REACTIONS OF SUGAR CHLOROSULFATES: VII. SOME CONFORMATIONAL ASPECTS

• Published in: Canadian journal of chemistry Vol. 44; no. 13; pp. 1483 - 1491
• Main Authors: Cottrell, A. G, Buncel, E, Jones, J. K. N
• Format: Journal Article
• Language: English
• Published: Ottawa, Canada NRC Research Press 01.07.1966
• ISSN: 0008-4042; 1480-3291
• DOI: 10.1139/v66-223

The reaction of sulfuryl chloride with several 1,6-anhydro-hexosans has yielded crystalline, fully chlorosulfated derivatives. Replacement of the chlorosulfate moieties by chlorodeoxy groups could not be achieved under the reaction conditions employed.

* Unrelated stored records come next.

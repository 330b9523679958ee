//! Promotion of a staff member to facilitator.

use sectionwise_audit::AuditRecord;
use sectionwise_lms::{EnrollmentId, EnrollmentQuery, LmsGateway, NewEnrollment, Role, UserId};
use serde::{Deserialize, Serialize};
use serde_json::json;
use tracing::{info, instrument};

use crate::error::{Result, SectionwiseError};
use crate::session::CourseSession;

/// Who to promote.
#[derive(Debug, Clone, Copy, PartialEq, Eq, Serialize, Deserialize)]
#[serde(rename_all = "camelCase", tag = "target", content = "userId")]
pub enum PromotionTarget {
    /// The user the credential belongs to.
    CurrentUser,
    /// A specific user.
    User(UserId),
}

impl From<Option<UserId>> for PromotionTarget {
    fn from(user: Option<UserId>) -> Self {
        user.map_or(Self::CurrentUser, Self::User)
    }
}

/// Result of a promotion.
#[derive(Debug, Clone, PartialEq, Eq, Serialize, Deserialize)]
#[serde(rename_all = "camelCase")]
pub struct PromotionOutcome {
    /// The promoted user.
    pub user_id: UserId,
    /// The user already held an active Teacher enrollment; nothing changed.
    pub already_has_role: bool,
    /// The new Teacher enrollment.
    pub enrollment_id: Option<EnrollmentId>,
}

impl<G: LmsGateway> CourseSession<G> {
    /// Grants a course-wide Teacher enrollment. Promoting someone who is
    /// already a teacher succeeds with `already_has_role` set.
    #[instrument(skip(self), fields(course = %self.course()))]
    pub async fn promote(&self, target: PromotionTarget) -> Result<PromotionOutcome> {
        let user_id = match target {
            PromotionTarget::User(id) => id,
            PromotionTarget::CurrentUser => {
                self.gateway()
                    .current_user()
                    .await
                    .map_err(|e| SectionwiseError::upstream("fetch current user", e))?
                    .id
            }
        };

        let existing = self
            .gateway()
            .list_enrollments(self.course(), &EnrollmentQuery::for_user(user_id))
            .await
            .map_err(|e| SectionwiseError::upstream("list user enrollments", e))?;
        if existing
            .iter()
            .any(|e| e.role == Role::Teacher && e.is_active())
        {
            info!(user = %user_id, "Already a facilitator");
            return Ok(already_promoted(user_id));
        }

        let request = NewEnrollment::active(user_id, None, Role::Teacher);
        let enrollment = match self.gateway().create_enrollment(self.course(), &request).await {
            Ok(enrollment) => enrollment,
            Err(e) if e.is_duplicate_enrollment() => {
                info!(user = %user_id, "LMS reports an existing enrollment");
                return Ok(already_promoted(user_id));
            }
            Err(e) => return Err(SectionwiseError::upstream("promote to facilitator", e)),
        };

        info!(user = %user_id, enrollment = %enrollment.id, "Promoted to facilitator");
        self.record(
            AuditRecord::new(
                "Facilitator Promoted",
                format!(
                    "{} ({user_id}) promoted to facilitator",
                    enrollment.user.name
                ),
            )
            .with_metadata(json!({
                "userId": user_id,
                "enrollmentId": enrollment.id,
                "role": Role::Teacher.enrollment_type(),
            })),
        )
        .await;

        Ok(PromotionOutcome {
            user_id,
            already_has_role: false,
            enrollment_id: Some(enrollment.id),
        })
    }
}

const fn already_promoted(user_id: UserId) -> PromotionOutcome {
    PromotionOutcome {
        user_id,
        already_has_role: true,
        enrollment_id: None,
    }
}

This non-reactivity is discussed in terms of steric interactions in the transition state for substitution.An examination of some chloro-substituted sugar chlorosulfates confirmed that an axial chlorodeoxy group in a glycopyranoside deactivates a neighboring equatorial chlorosulfate group and thus prevents further chlorodeoxy groups being introduced into such positions. Methyl α- D -altropyranoside, methyl α- L -rhamnopyranoside, methyl α- D -lyxopyranoside, L -rhamnose, and D -lyxose were reacted with sulfuryl chloride. The resulting products were those expected if these sugars reacted primarily in the C1 conformation.